SAMUEL

SAMUEL – « Bonjour. Je m’appelle Samuel. J’ai 18 ans. Il y a cinq ans, j’ai commis une agression sexuelle sur ma jeune demi-sœur, qui avait alors quatre ans. J’ai plaidé coupable devant la Cour. Une intervenante a écrit un rapport prédécisionnel à mon sujet. J’ai rencontré un psychiatre de l’Institut Philippe-Pinel qui a aussi présenté une évaluation au juge. Avec toutes ces informations, le juge a ordonné que je sois en probation pendant 20 mois. Sa décision a été rendue en 2019, car les procédures ont pris un certain temps. Cette probation m’imposait des conditions à respecter, dont l’obligation de terminer une démarche thérapeutique en délinquance sexuelle que j’avais déjà commencée avant même de commettre mon délit.
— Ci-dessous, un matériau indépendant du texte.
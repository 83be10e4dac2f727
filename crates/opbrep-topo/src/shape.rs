//! Shape handles over shared topological entities.

use std::fmt;
use std::hash::{Hash, Hasher};
use std::sync::atomic::{AtomicU64, Ordering};
use std::sync::Arc;

use opbrep_geom::{CurveRef, SurfaceRef};
use opbrep_math::{Point3, Transform};

use crate::{Orientation, ShapeType};

/// Geometric payload attached to a topological entity.
#[derive(Debug, Clone)]
pub enum Geometry {
    /// Containers (wire, shell, solid, compound) carry no geometry.
    None,
    /// Vertex position.
    Point(Point3),
    /// Edge curve restricted to `[first, last]`.
    Curve {
        /// Supporting curve.
        curve: CurveRef,
        /// Parameter of the start vertex.
        first: f64,
        /// Parameter of the end vertex.
        last: f64,
    },
    /// Face supporting surface.
    Surface(SurfaceRef),
}

/// A shared topological entity.
///
/// The child list and geometry are fixed at construction. Only the
/// tolerance may change afterwards and it can only grow.
pub struct TShape {
    kind: ShapeType,
    geometry: Geometry,
    tolerance: AtomicU64,
    children: Vec<Shape>,
}

impl TShape {
    pub(crate) fn new(kind: ShapeType, geometry: Geometry, tolerance: f64, children: Vec<Shape>) -> Self {
        Self {
            kind,
            geometry,
            tolerance: AtomicU64::new(tolerance.max(0.0).to_bits()),
            children,
        }
    }

    /// Type of the entity.
    pub fn kind(&self) -> ShapeType {
        self.kind
    }

    /// Geometry payload, expressed in the entity's own frame.
    pub fn geometry(&self) -> &Geometry {
        &self.geometry
    }

    /// Children as stored (orientation and location relative to this entity).
    pub fn children(&self) -> &[Shape] {
        &self.children
    }

    /// Current tolerance.
    pub fn tolerance(&self) -> f64 {
        f64::from_bits(self.tolerance.load(Ordering::Acquire))
    }

    /// Raise the tolerance to `tol` if it is larger; returns the resulting value.
    ///
    /// Non-negative IEEE doubles order like their bit patterns, so an
    /// atomic max on the bits is an atomic max on the values.
    pub fn raise_tolerance(&self, tol: f64) -> f64 {
        if tol.is_nan() || tol <= 0.0 {
            return self.tolerance();
        }
        let prev = self.tolerance.fetch_max(tol.to_bits(), Ordering::AcqRel);
        f64::from_bits(prev).max(tol)
    }
}

impl fmt::Debug for TShape {
    fn fmt(&self, f: &mut fmt::Formatter<'_>) -> fmt::Result {
        f.debug_struct("TShape")
            .field("kind", &self.kind)
            .field("tolerance", &self.tolerance())
            .field("children", &self.children.len())
            .finish()
    }
}

/// Placement of a shape: a rigid transform applied over the entity geometry.
#[derive(Debug, Clone, Default)]
pub struct Location {
    transform: Option<Arc<Transform>>,
}

impl Location {
    /// The identity placement.
    pub fn identity() -> Self {
        Self { transform: None }
    }

    /// Placement from a transform.
    pub fn new(t: Transform) -> Self {
        if t.is_identity() {
            Self::identity()
        } else {
            Self {
                transform: Some(Arc::new(t)),
            }
        }
    }

    /// True for the identity placement.
    pub fn is_identity(&self) -> bool {
        self.transform.is_none()
    }

    /// The transform, `None` for identity.
    pub fn transform(&self) -> Option<&Transform> {
        self.transform.as_deref()
    }

    /// `self` applied after `inner`.
    pub fn compose(&self, inner: &Location) -> Location {
        match (&self.transform, &inner.transform) {
            (None, _) => inner.clone(),
            (_, None) => self.clone(),
            (Some(a), Some(b)) => Location::new(a.then(b)),
        }
    }

    /// Apply to a point.
    pub fn apply_point(&self, p: &Point3) -> Point3 {
        match &self.transform {
            Some(t) => t.apply_point(p),
            None => *p,
        }
    }
}

impl PartialEq for Location {
    fn eq(&self, other: &Self) -> bool {
        match (&self.transform, &other.transform) {
            (None, None) => true,
            (Some(a), Some(b)) => Arc::ptr_eq(a, b) || a == b,
            _ => false,
        }
    }
}

/// Value handle on a shared topological entity.
///
/// Equality and hashing are identity of entity and location
/// ([`Shape::is_same`]); orientation is ignored. Use [`Shape::is_equal`]
/// to also compare orientations.
#[derive(Clone)]
pub struct Shape {
    tshape: Arc<TShape>,
    location: Location,
    orientation: Orientation,
}

impl Shape {
    pub(crate) fn from_tshape(tshape: TShape) -> Self {
        Self {
            tshape: Arc::new(tshape),
            location: Location::identity(),
            orientation: Orientation::Forward,
        }
    }

    /// The underlying entity.
    pub fn tshape(&self) -> &Arc<TShape> {
        &self.tshape
    }

    /// Topological type.
    pub fn shape_type(&self) -> ShapeType {
        self.tshape.kind
    }

    /// Orientation of this handle.
    pub fn orientation(&self) -> Orientation {
        self.orientation
    }

    /// Placement of this handle.
    pub fn location(&self) -> &Location {
        &self.location
    }

    /// Stable address of the entity, usable as a map key or for debug output.
    pub fn entity_id(&self) -> usize {
        Arc::as_ptr(&self.tshape) as *const () as usize
    }

    /// Same entity and same location.
    pub fn is_same(&self, other: &Shape) -> bool {
        Arc::ptr_eq(&self.tshape, &other.tshape) && self.location == other.location
    }

    /// Same entity, location and orientation.
    pub fn is_equal(&self, other: &Shape) -> bool {
        self.is_same(other) && self.orientation == other.orientation
    }

    /// Same entity, whatever the location and orientation.
    pub fn is_partner(&self, other: &Shape) -> bool {
        Arc::ptr_eq(&self.tshape, &other.tshape)
    }

    /// Copy with the given orientation.
    pub fn oriented(&self, orientation: Orientation) -> Shape {
        Shape {
            tshape: self.tshape.clone(),
            location: self.location.clone(),
            orientation,
        }
    }

    /// Copy with Forward/Reversed swapped.
    pub fn reversed(&self) -> Shape {
        self.oriented(self.orientation.reverse())
    }

    /// Copy with the complemented orientation.
    pub fn complemented(&self) -> Shape {
        self.oriented(self.orientation.complement())
    }

    /// Copy with the orientation composed by `o`.
    pub fn composed(&self, o: Orientation) -> Shape {
        self.oriented(o.compose(self.orientation))
    }

    /// Copy moved by `loc` (applied after the current placement).
    pub fn moved(&self, loc: &Location) -> Shape {
        Shape {
            tshape: self.tshape.clone(),
            location: loc.compose(&self.location),
            orientation: self.orientation,
        }
    }

    /// Number of direct children.
    pub fn nb_children(&self) -> usize {
        self.tshape.children.len()
    }

    /// Direct children with orientation and location composed with this handle.
    pub fn children(&self) -> impl Iterator<Item = Shape> + '_ {
        self.tshape.children.iter().map(move |c| Shape {
            tshape: c.tshape.clone(),
            location: self.location.compose(&c.location),
            orientation: self.orientation.compose(c.orientation),
        })
    }

    /// Tolerance of the entity.
    pub fn tolerance(&self) -> f64 {
        self.tshape.tolerance()
    }

    /// Raise the entity tolerance (never lowers it).
    pub fn raise_tolerance(&self, tol: f64) -> f64 {
        self.tshape.raise_tolerance(tol)
    }
}

impl PartialEq for Shape {
    fn eq(&self, other: &Self) -> bool {
        self.is_same(other)
    }
}

impl Eq for Shape {}

impl Hash for Shape {
    fn hash<H: Hasher>(&self, state: &mut H) {
        self.entity_id().hash(state);
    }
}

impl fmt::Debug for Shape {
    fn fmt(&self, f: &mut fmt::Formatter<'_>) -> fmt::Result {
        write!(
            f,
            "{:?}#{:x}({:?})",
            self.shape_type(),
            self.entity_id() & 0xffff_ff,
            self.orientation
        )
    }
}

#[cfg(test)]
mod tests {
    use super::*;
    use crate::builder::make_vertex;

    #[test]
    fn test_identity_vs_orientation() {
        let v = make_vertex(Point3::origin(), 1e-7);
        let r = v.reversed();
        assert_eq!(v, r);
        assert!(v.is_same(&r));
        assert!(!v.is_equal(&r));
        assert!(v.is_equal(&r.reversed()));
        let other = make_vertex(Point3::origin(), 1e-7);
        assert_ne!(v, other);
    }

    #[test]
    fn test_location_distinguishes_same() {
        let v = make_vertex(Point3::origin(), 1e-7);
        let moved = v.moved(&Location::new(Transform::translation(1.0, 0.0, 0.0)));
        assert!(!v.is_same(&moved));
        assert!(v.is_partner(&moved));
    }

    #[test]
    fn test_tolerance_only_grows() {
        let v = make_vertex(Point3::origin(), 1e-3);
        assert_eq!(v.raise_tolerance(1e-5), 1e-3);
        assert_eq!(v.tolerance(), 1e-3);
        assert_eq!(v.raise_tolerance(2e-3), 2e-3);
        assert_eq!(v.tolerance(), 2e-3);
        v.raise_tolerance(f64::NAN);
        assert_eq!(v.tolerance(), 2e-3);
    }
}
J’avais aussi comme conditions l’interdiction d’avoir accès à de la pornographie et d’être en contact avec tout individu de moins de 14 ans sans la supervision d’un adulte responsable. »
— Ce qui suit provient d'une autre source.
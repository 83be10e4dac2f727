//! Closed-form intersections of planes, cylinders, lines and circles.

use std::f64::consts::PI;

use opbrep_geom::{Circle3d, CylinderSurface, Curve3d, Line3d, Plane, Surface, SurfaceKind};
use opbrep_math::{Point3, Vec3};

/// Parallelism threshold on the sine of the angle between two directions.
const PARALLEL_TOL: f64 = 1e-10;

/// Result of a surface/surface intersection.
#[derive(Debug, Clone)]
pub enum SurfaceIntersection {
    /// The surfaces do not meet.
    Empty,
    /// The surfaces share their locus.
    Coincident,
    /// One line, parameterized by arc length.
    Line(Line3d),
    /// Two parallel lines.
    TwoLines(Line3d, Line3d),
    /// One circle.
    Circle(Circle3d),
    /// A configuration without a closed form here.
    Unsupported,
}

fn downcast_plane(s: &dyn Surface) -> Option<&Plane> {
    s.as_any().downcast_ref::<Plane>()
}

fn downcast_cylinder(s: &dyn Surface) -> Option<&CylinderSurface> {
    s.as_any().downcast_ref::<CylinderSurface>()
}

fn downcast_line(c: &dyn Curve3d) -> Option<&Line3d> {
    c.as_any().downcast_ref::<Line3d>()
}

fn downcast_circle(c: &dyn Curve3d) -> Option<&Circle3d> {
    c.as_any().downcast_ref::<Circle3d>()
}

/// Intersection of two surfaces.
pub fn intersect_surfaces(a: &dyn Surface, b: &dyn Surface, tol: f64) -> SurfaceIntersection {
    if a.same_locus(b, tol) {
        return SurfaceIntersection::Coincident;
    }
    match (a.surface_type(), b.surface_type()) {
        (SurfaceKind::Plane, SurfaceKind::Plane) => match (downcast_plane(a), downcast_plane(b)) {
            (Some(pa), Some(pb)) => plane_plane(pa, pb),
            _ => SurfaceIntersection::Unsupported,
        },
        (SurfaceKind::Plane, SurfaceKind::Cylinder) => match (downcast_plane(a), downcast_cylinder(b)) {
            (Some(p), Some(c)) => plane_cylinder(p, c, tol),
            _ => SurfaceIntersection::Unsupported,
        },
        (SurfaceKind::Cylinder, SurfaceKind::Plane) => match (downcast_cylinder(a), downcast_plane(b)) {
            (Some(c), Some(p)) => plane_cylinder(p, c, tol),
            _ => SurfaceIntersection::Unsupported,
        },
        (SurfaceKind::Cylinder, SurfaceKind::Cylinder) => match (downcast_cylinder(a), downcast_cylinder(b)) {
            (Some(c1), Some(c2)) => cylinder_cylinder(c1, c2, tol),
            _ => SurfaceIntersection::Unsupported,
        },
    }
}

// =============================================================================
// Surface / surface
// =============================================================================

fn plane_plane(a: &Plane, b: &Plane) -> SurfaceIntersection {
    let n1 = a.normal_dir.into_inner();
    let n2 = b.normal_dir.into_inner();
    let dir = n1.cross(&n2);
    if dir.norm() < PARALLEL_TOL {
        return SurfaceIntersection::Empty;
    }

    // Point of the line closest to the world origin.
    let d1 = n1.dot(&a.origin.coords);
    let d2 = n2.dot(&b.origin.coords);
    let n1n2 = n1.dot(&n2);
    let det = 1.0 - n1n2 * n1n2;
    let c1 = (d1 - d2 * n1n2) / det;
    let c2 = (d2 - d1 * n1n2) / det;
    SurfaceIntersection::Line(Line3d {
        origin: Point3::from(c1 * n1 + c2 * n2),
        direction: dir.normalize(),
    })
}

fn plane_cylinder(plane: &Plane, cyl: &CylinderSurface, tol: f64) -> SurfaceIntersection {
    let n = plane.normal_dir.into_inner();
    let axis = cyl.axis.into_inner();
    let cos_angle = n.dot(&axis);

    if (1.0 - cos_angle.abs()) < PARALLEL_TOL {
        // Plane across the axis: a circle starting on the seam.
        let t = plane.signed_distance(&cyl.center) / cos_angle;
        let center = cyl.center - t * axis;
        return SurfaceIntersection::Circle(Circle3d::with_frame(
            center,
            cyl.radius,
            axis,
            cyl.ref_dir.into_inner(),
        ));
    }

    if cos_angle.abs() < PARALLEL_TOL {
        let dist = plane.signed_distance(&cyl.center);
        if dist.abs() > cyl.radius + tol {
            return SurfaceIntersection::Empty;
        }
        let foot = cyl.center - dist * n;
        let lateral_dir = axis.cross(&n).normalize();
        let lateral = (cyl.radius * cyl.radius - dist * dist).max(0.0).sqrt();
        if lateral <= tol {
            return SurfaceIntersection::Line(Line3d {
                origin: foot,
                direction: axis,
            });
        }
        return SurfaceIntersection::TwoLines(
            Line3d {
                origin: foot + lateral * lateral_dir,
                direction: axis,
            },
            Line3d {
                origin: foot - lateral * lateral_dir,
                direction: axis,
            },
        );
    }

    SurfaceIntersection::Unsupported
}

fn cylinder_cylinder(a: &CylinderSurface, b: &CylinderSurface, tol: f64) -> SurfaceIntersection {
    let parallel = a.axis.as_ref().cross(b.axis.as_ref()).norm() < PARALLEL_TOL;
    if parallel && a.axis_distance(&b.center) > a.radius + b.radius + tol {
        return SurfaceIntersection::Empty;
    }
    SurfaceIntersection::Unsupported
}

// =============================================================================
// Curve / surface
// =============================================================================

/// Parameters where `curve` meets `surface`, unrestricted by any range.
///
/// Periodic curves report parameters in `[0, period)`. A curve lying on the
/// surface, or a pair without a closed form, gives no parameter.
pub fn intersect_curve_surface(curve: &dyn Curve3d, surface: &dyn Surface, tol: f64) -> Vec<f64> {
    if let Some(line) = downcast_line(curve) {
        if let Some(plane) = downcast_plane(surface) {
            return line_plane(line, plane).into_iter().collect();
        }
        if let Some(cyl) = downcast_cylinder(surface) {
            return line_cylinder(line, cyl);
        }
    }
    if let Some(circle) = downcast_circle(curve) {
        if let Some(plane) = downcast_plane(surface) {
            return circle_plane(circle, plane);
        }
        if let Some(cyl) = downcast_cylinder(surface) {
            return circle_cylinder(circle, cyl, tol);
        }
    }
    Vec::new()
}

fn line_plane(line: &Line3d, plane: &Plane) -> Option<f64> {
    let n = plane.normal_dir.into_inner();
    let d = line.direction.dot(&n);
    if d.abs() <= PARALLEL_TOL * line.direction.norm() {
        return None;
    }
    Some(n.dot(&(plane.origin - line.origin)) / d)
}

fn line_cylinder(line: &Line3d, cyl: &CylinderSurface) -> Vec<f64> {
    let a = cyl.axis.into_inner();
    let oc = line.origin - cyl.center;
    let d_perp = line.direction - line.direction.dot(&a) * a;
    let o_perp = oc - oc.dot(&a) * a;
    let qa = d_perp.norm_squared();
    if qa < PARALLEL_TOL * PARALLEL_TOL * line.direction.norm_squared() {
        return Vec::new();
    }
    let qb = 2.0 * d_perp.dot(&o_perp);
    let qc = o_perp.norm_squared() - cyl.radius * cyl.radius;
    let disc = qb * qb - 4.0 * qa * qc;
    if disc < 0.0 {
        return Vec::new();
    }
    let sq = disc.sqrt();
    if sq == 0.0 {
        return vec![-qb / (2.0 * qa)];
    }
    vec![(-qb - sq) / (2.0 * qa), (-qb + sq) / (2.0 * qa)]
}

fn normalize_angle(t: f64) -> f64 {
    let r = t.rem_euclid(2.0 * PI);
    if r >= 2.0 * PI {
        0.0
    } else {
        r
    }
}

/// Solve `a cos t + b sin t + c = 0`.
fn solve_trig(a: f64, b: f64, c: f64) -> Vec<f64> {
    let r = a.hypot(b);
    if r < PARALLEL_TOL {
        return Vec::new();
    }
    let phi = b.atan2(a);
    let k = -c / r;
    if k.abs() > 1.0 + 1e-12 {
        return Vec::new();
    }
    let delta = k.clamp(-1.0, 1.0).acos();
    if delta < 1e-12 {
        return vec![normalize_angle(phi)];
    }
    vec![normalize_angle(phi - delta), normalize_angle(phi + delta)]
}

fn circle_plane(circle: &Circle3d, plane: &Plane) -> Vec<f64> {
    let n = plane.normal_dir.into_inner();
    let a = circle.radius * circle.x_dir.dot(&n);
    let b = circle.radius * circle.y_dir.dot(&n);
    let c = n.dot(&(circle.center - plane.origin));
    solve_trig(a, b, c)
}

fn circle_cylinder(circle: &Circle3d, cyl: &CylinderSurface, tol: f64) -> Vec<f64> {
    let axis = cyl.axis.into_inner();
    if (1.0 - circle.normal.dot(&axis).abs()) >= PARALLEL_TOL {
        tracing::trace!("circle not across the cylinder axis");
        return Vec::new();
    }
    // Both circles lie in the same plane across the axis.
    let on_axis = cyl.center + (circle.center - cyl.center).dot(&axis) * axis;
    let d_vec: Vec3 = on_axis - circle.center;
    let d = d_vec.norm();
    let (r1, r2) = (circle.radius, cyl.radius);
    if d < tol || d > r1 + r2 + tol || d < (r1 - r2).abs() - tol {
        return Vec::new();
    }
    let a = (r1 * r1 - r2 * r2 + d * d) / (2.0 * d);
    let h = (r1 * r1 - a * a).max(0.0).sqrt();
    let ex = d_vec / d;
    let ey = circle.normal.cross(&ex);
    let base = circle.center + a * ex;
    let mut out = Vec::new();
    for p in [base + h * ey, base - h * ey] {
        if let Some(t) = circle.project(&p) {
            if !out.iter().any(|x: &f64| (x - t).abs() < 1e-12) {
                out.push(t);
            }
        }
    }
    out
}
INTERVENANT – Aujourd’hui âgé de 18 ans, Samuel fait toujours l’objet d’une mesure de probation en vertu de la LSJPA. Au total, trois autres ordonnances de peine, y compris des suivis probatoires, se sont ajoutées tout au long de son parcours, essentiellement en raison de bris de conditions liés à la consommation de pornographie, malgré les interdictions de la Cour. En ce moment, nos interventions dans ce dernier suivi probatoire ont prioritairement trait aux besoins de Samuel en matière de réinsertion. Il faut dire qu’il a vécu dans un centre de réadaptation de l’âge de 11 ans jusqu’à sa majorité. Nous l’aidons aussi à mettre en pratique les apprentissages reçus tout au long de ses trois années de psychothérapie en délinquance sexuelle.
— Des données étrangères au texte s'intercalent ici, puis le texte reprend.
//! Small queries and constructors on shapes.

use opbrep_math::{precision, Point3, Vec3};
use opbrep_topo::builder::{make_container as topo_make_container, make_vertex as topo_make_vertex};
use opbrep_topo::tool::{edge_curve, face_normal, is_closed_on_face, vertex_point};
use opbrep_topo::{explore, map_shapes, IndexedShapeMap, IndexedShapeSet, Orientation, Shape, ShapeType, State, TopoError};

use crate::classify::compute_state_point;
use crate::context::Context;

/// Shrink `[first, last]` of `edge` by the parameter length its end vertex
/// tolerances cover on the curve.
pub fn correct_range(edge: &Shape, first: f64, last: f64) -> (f64, f64) {
    let Some((curve, _, _)) = edge_curve(edge) else {
        return (first, last);
    };
    let (mut t1, mut t2) = (0.0, 0.0);
    if let Some((v1, v2)) = opbrep_topo::tool::edge_vertices(edge) {
        let d1 = curve.tangent(first).norm();
        let d2 = curve.tangent(last).norm();
        if d1 > precision::DTOLERANCE {
            t1 = v1.tolerance() / d1;
        }
        if d2 > precision::DTOLERANCE {
            t2 = v2.tolerance() / d2;
        }
    }
    (first + t1, last - t2)
}

/// True when the vertex tolerances swallow the whole edge.
pub fn is_micro_edge(edge: &Shape) -> bool {
    let Some((_, first, last)) = edge_curve(edge) else {
        return false;
    };
    let (f, l) = correct_range(edge, first, last);
    f >= l
}

/// A vertex covering all `vertices`: their centroid, with a tolerance
/// reaching every tolerance sphere.
pub fn make_vertex(vertices: &[Shape]) -> Option<Shape> {
    match vertices {
        [] => None,
        [v] => Some(v.clone()),
        _ => {
            let pts: Vec<(Point3, f64)> = vertices
                .iter()
                .filter_map(|v| vertex_point(v).map(|p| (p, v.tolerance())))
                .collect();
            if pts.is_empty() {
                return None;
            }
            let sum: Vec3 = pts.iter().map(|(p, _)| p.coords).sum();
            let center = Point3::from(sum / pts.len() as f64);
            let tol = pts
                .iter()
                .map(|(p, t)| (p - center).norm() + t)
                .fold(precision::CONFUSION, f64::max);
            Some(topo_make_vertex(center, tol))
        }
    }
}

/// Non-compound shapes reached through nested compounds, each once.
pub fn treat_compound(shape: &Shape) -> Vec<Shape> {
    let mut out = IndexedShapeSet::new();
    let mut stack = vec![shape.clone()];
    while let Some(s) = stack.pop() {
        if s.shape_type() == ShapeType::Compound {
            let mut kids: Vec<Shape> = s.children().collect();
            kids.reverse();
            stack.extend(kids);
        } else {
            out.insert(s, ());
        }
    }
    out.keys().to_vec()
}

/// Smallest and largest dimension of the shapes inside `shape`;
/// `(-1, -1)` for an empty compound.
pub fn dimensions(shape: &Shape) -> (i32, i32) {
    let leaves = treat_compound(shape);
    let dims = leaves.iter().map(|s| s.shape_type().dimension());
    match (dims.clone().min(), dims.max()) {
        (Some(lo), Some(hi)) => (lo, hi),
        _ => (-1, -1),
    }
}

/// Dimension of `shape`; -1 for empty or mixed-dimension compounds.
pub fn dimension(shape: &Shape) -> i32 {
    match dimensions(shape) {
        (lo, hi) if lo == hi => lo,
        _ => -1,
    }
}

/// Empty container of the given type, or one holding `children`.
pub fn make_container(kind: ShapeType, children: &[Shape]) -> Result<Shape, TopoError> {
    topo_make_container(kind, children)
}

/// True when some edge of `face` is a seam of it.
pub fn has_seam(face: &Shape) -> bool {
    explore(face, ShapeType::Edge).iter().any(|e| is_closed_on_face(e, face))
}

/// Number of wires of `shape` that use one of their edges in both directions.
pub fn nb_wires_with_seam(shape: &Shape) -> usize {
    map_shapes(shape, ShapeType::Wire)
        .keys()
        .iter()
        .filter(|w| {
            let edges = explore(w, ShapeType::Edge);
            edges.iter().any(|e| {
                e.orientation() == Orientation::Forward
                    && edges
                        .iter()
                        .any(|x| x.is_same(e) && x.orientation() == Orientation::Reversed)
            })
        })
        .count()
}

/// Number of solids of `shape` having more than one shell.
pub fn nb_solids_with_voids(shape: &Shape) -> usize {
    map_shapes(shape, ShapeType::Solid)
        .keys()
        .iter()
        .filter(|s| s.nb_children() > 1)
        .count()
}

/// True when some edge of `shell` bounds only one of its faces.
pub fn is_open_shell(shell: &Shape) -> bool {
    let mut uses: IndexedShapeMap<usize> = IndexedShapeMap::new();
    for e in explore(shell, ShapeType::Edge) {
        if matches!(e.orientation(), Orientation::Forward | Orientation::Reversed) {
            *uses.entry(&e) += 1;
        }
    }
    let open = uses.iter().any(|(_, n)| *n == 1);
    open
}

/// True when the faces of `solid` point inwards.
///
/// A point slightly off a face along its normal must be outside a
/// correctly oriented solid.
pub fn is_inverted_solid(solid: &Shape, ctx: &Context) -> bool {
    let step = (ctx.shape_box(solid).diagonal() * 1e-4).max(1e3 * precision::CONFUSION);
    for f in ctx.solid_faces(solid).iter() {
        let Some((uv, p)) = ctx.point_in_face(f) else {
            continue;
        };
        let Some(n) = face_normal(f, uv) else {
            continue;
        };
        match compute_state_point(&(p + step * n), solid, precision::CONFUSION, ctx) {
            State::In => return true,
            State::Out => return false,
            _ => {}
        }
    }
    false
}

#[cfg(test)]
mod tests {
    use super::*;
    use opbrep_primitives::{make_box, make_cylinder};
    use opbrep_topo::builder::{make_compound, make_shell, make_solid};

    #[test]
    fn test_dimensions_of_mixed_compound() {
        let b = make_box(Point3::origin(), 1.0, 1.0, 1.0).unwrap();
        let f = explore(&b, ShapeType::Face)[0].clone();
        let c = make_compound(&[b.clone(), make_compound(&[f.clone()])]);
        assert_eq!(dimensions(&c), (2, 3));
        assert_eq!(dimension(&c), -1);
        assert_eq!(dimension(&b), 3);
        assert_eq!(treat_compound(&c).len(), 2);
        assert_eq!(dimension(&make_compound(&[])), -1);
    }

    #[test]
    fn test_seams_and_voids() {
        let c = make_cylinder(Point3::origin(), 1.0, 2.0).unwrap();
        assert_eq!(nb_wires_with_seam(&c), 1);
        assert_eq!(explore(&c, ShapeType::Face).iter().filter(|f| has_seam(f)).count(), 1);
        assert_eq!(nb_solids_with_voids(&c), 0);
    }

    #[test]
    fn test_open_and_inverted() {
        let ctx = Context::new();
        let b = make_box(Point3::origin(), 1.0, 1.0, 1.0).unwrap();
        let shell = explore(&b, ShapeType::Shell)[0].clone();
        assert!(!is_open_shell(&shell));
        let faces = explore(&b, ShapeType::Face);
        assert!(is_open_shell(&make_shell(&faces[..5]).unwrap()));
        assert!(!is_inverted_solid(&b, &ctx));
        let inverted = make_solid(&[shell.reversed()]).unwrap();
        assert!(is_inverted_solid(&inverted, &ctx));
    }

    #[test]
    fn test_make_vertex_covers_inputs() {
        let a = topo_make_vertex(Point3::origin(), 1e-3);
        let b = topo_make_vertex(Point3::new(0.01, 0.0, 0.0), 1e-3);
        let v = make_vertex(&[a, b]).unwrap();
        assert!((v.tolerance() - 0.006).abs() < 1e-12);
        assert!(make_vertex(&[]).is_none());
    }

    #[test]
    fn test_micro_edge() {
        let b = make_box(Point3::origin(), 1.0, 1.0, 1.0).unwrap();
        let e = explore(&b, ShapeType::Edge)[0].clone();
        assert!(!is_micro_edge(&e));
        for v in explore(&e, ShapeType::Vertex) {
            v.raise_tolerance(0.6);
        }
        assert!(is_micro_edge(&e));
    }
}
S – « J’ai grandi dans un milieu familial où ma mère a dû apprendre à gérer sa santé mentale. Elle a eu des conjoints qui étaient parfois négligents et même, parfois violents. Mon père a longtemps été absent de ma vie. Encore aujourd’hui, je le vois très peu. »

INT – Dès la petite enfance, Samuel a commencé à visionner de la pornographie régulièrement, à manifester des troubles du comportement sexuel et à s’opposer aux règles et aux consignes en vigueur dans les différents univers dans lesquels il évoluait. À 11 ans, il a été admis dans un centre de réadaptation. Sa mère a demandé son placement, se sentant incapable de gérer les troubles de comportement de son fils après qu’il ait fait des attouchements de nature sexuelle sur des jeunes filles dans différents milieux et dans divers contextes, qu’il ait incendié des buissons dans des endroits publics, qu’il ait fugué de son domicile au petit matin et qu’il ait commis des vols. Bien qu’il ait pu intégrer un centre spécialisé dans le traitement des agressions sexuelles et malgré les interventions du centre pour le réadapter, ses comportements sexuels problématiques ont persisté. De plus, à la suite du délit commis à 13 ans, aucun retour au domicile familial n’était envisageable. En vertu de la Loi sur la protection de la jeunesse, Samuel a donc été placé dans un centre de réadaptation jusqu’à sa majorité. Un intervenant du Programme qualification des jeunes lui a été affecté pour l’aider à préparer sa réinsertion.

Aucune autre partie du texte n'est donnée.